This is It
I’m in the midst of E. O. Wilson’s Consilience: the Unity of Knowledge, preparing for my long-procrastinated research paper, when I stumble across the following passage Wilson quotes from Nicolas de Condorcet (a French 18th century Enlightenment philosopher):
“‘How consoling for the philosopher who laments the errors, the crimes, the injustices which still pollute the earth and of which he is often the victim in this view of the human race, emancipated from its shackles, released from the empire of fate and from that of the enemies of its progress, advancing with a firm and sure step along the path of truth, virtue, and happiness! It is the contemplation of this prospect that rewards him for all his efforts to assist the progress of reason and the defense of liberty’ (22).”

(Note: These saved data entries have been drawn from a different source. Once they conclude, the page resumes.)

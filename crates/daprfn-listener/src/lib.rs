//! daprfn-listener: embedded callback listener for the Dapr sidecar.
//!
//! Functions are bound to triggers ([`Trigger`]); each bound trigger
//! contributes routes to one shared [`DaprServiceListener`]. The listener
//! starts its HTTP server on the first trigger start and stops it when the
//! last trigger stops.
//!
//! Inbound requests are matched against the route table, converted into
//! the function's declared [`DestinationShape`], and the function's result
//! or error is written back as the response.
//!
//! ```no_run
//! # async fn run() -> anyhow::Result<()> {
//! use daprfn_core::{DaprConfig, Settings};
//! use daprfn_listener::{DaprServiceListener, DestinationShape, Function, InvocationOutput, Trigger};
//!
//! let listener = DaprServiceListener::new(DaprConfig::from_env());
//! let echo = Function::new("echo", DestinationShape::GenericJson, |ctx| async move {
//!     Ok(ctx.value.as_json().cloned().map(InvocationOutput::Json))
//! });
//! let handle = Trigger::service_invocation().bind(echo, &listener, &Settings::from_env())?;
//! handle.start().await?;
//! # Ok(())
//! # }
//! ```

pub mod convert;
pub mod dispatch;
pub mod error;
pub mod function;
pub mod invocation;
pub mod listener;
pub mod registry;
pub mod route;
pub mod server;
pub mod shape;
pub mod sidecar_check;
pub mod trigger;

pub use convert::{ConvertError, PayloadFormat};
pub use dispatch::DispatchHandler;
pub use error::{ListenerError, ListenerResult};
pub use function::{Function, FunctionError, FunctionResult, InvocationOutput};
pub use invocation::{BindingData, InvocationContext, InvocationValue};
pub use listener::{DaprServiceListener, RegisteredListener, ServerState};
pub use registry::TopicRegistry;
pub use route::{ListenerId, Route, RouteTable};
pub use shape::{DestinationShape, PrimitiveKind, Schema};
pub use trigger::{Trigger, TriggerHandle, TriggerKind};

Pages later I encounter the following ruminations from the author himself:
“And there is another concern: that a science-driven society risks upsetting the natural order of the world set in place by God or, if you prefer, by billions of years of evolution…Even Winston Churchill, whose country was saved by radar, worried after the atom bombing of Japan that the stone age might return ‘on the gleaming wings of Science’ (37).”
Then it hits me: This is what we’ve been discussing all semester long. Should we clone? Should we eradicate genetic disease? Should we augment and enhance our genomes? When is genetic engineering appropriate? We’ve witnessed the aspirations and good-intent of many hopeful Condorcets throughout this course, yet we’ve also seen the perversion, destruction and despair that so often lie in the wake of their mishandling. Are these fictions wrought purely from fear and paranoia, or is there any truth within their pages? Who is right?
I’m not convinced there is an answer, but here’s my personal stance: the potential benefits genetic engineering and scientific advancement lend the human race far outweigh the costs, but it needs to be controlled, to borrow from Condorcet, with “firm and sure steps.” I don’t fear the eradication of all genetic disease. I don’t fear cloning, because I trust that we have been forewarned enough in literature to ethically handle the issue when it, inevitably, returns to the forefront. Reasonable expectations need to be set with a general idea as to the intended consequences. Following a period where scientific achievements and innovations came one after the other, year after year, baby steps should be taken to ensure such experimentation is treated as carefully as possible; after all, not only can these discoveries drastically change the world we inhabit, for better or for worse, but also ourselves and the generations to come. Push it too far too quickly and it can spiral out of our control.
As the saying goes, better safe than sorry. Now, back to reading.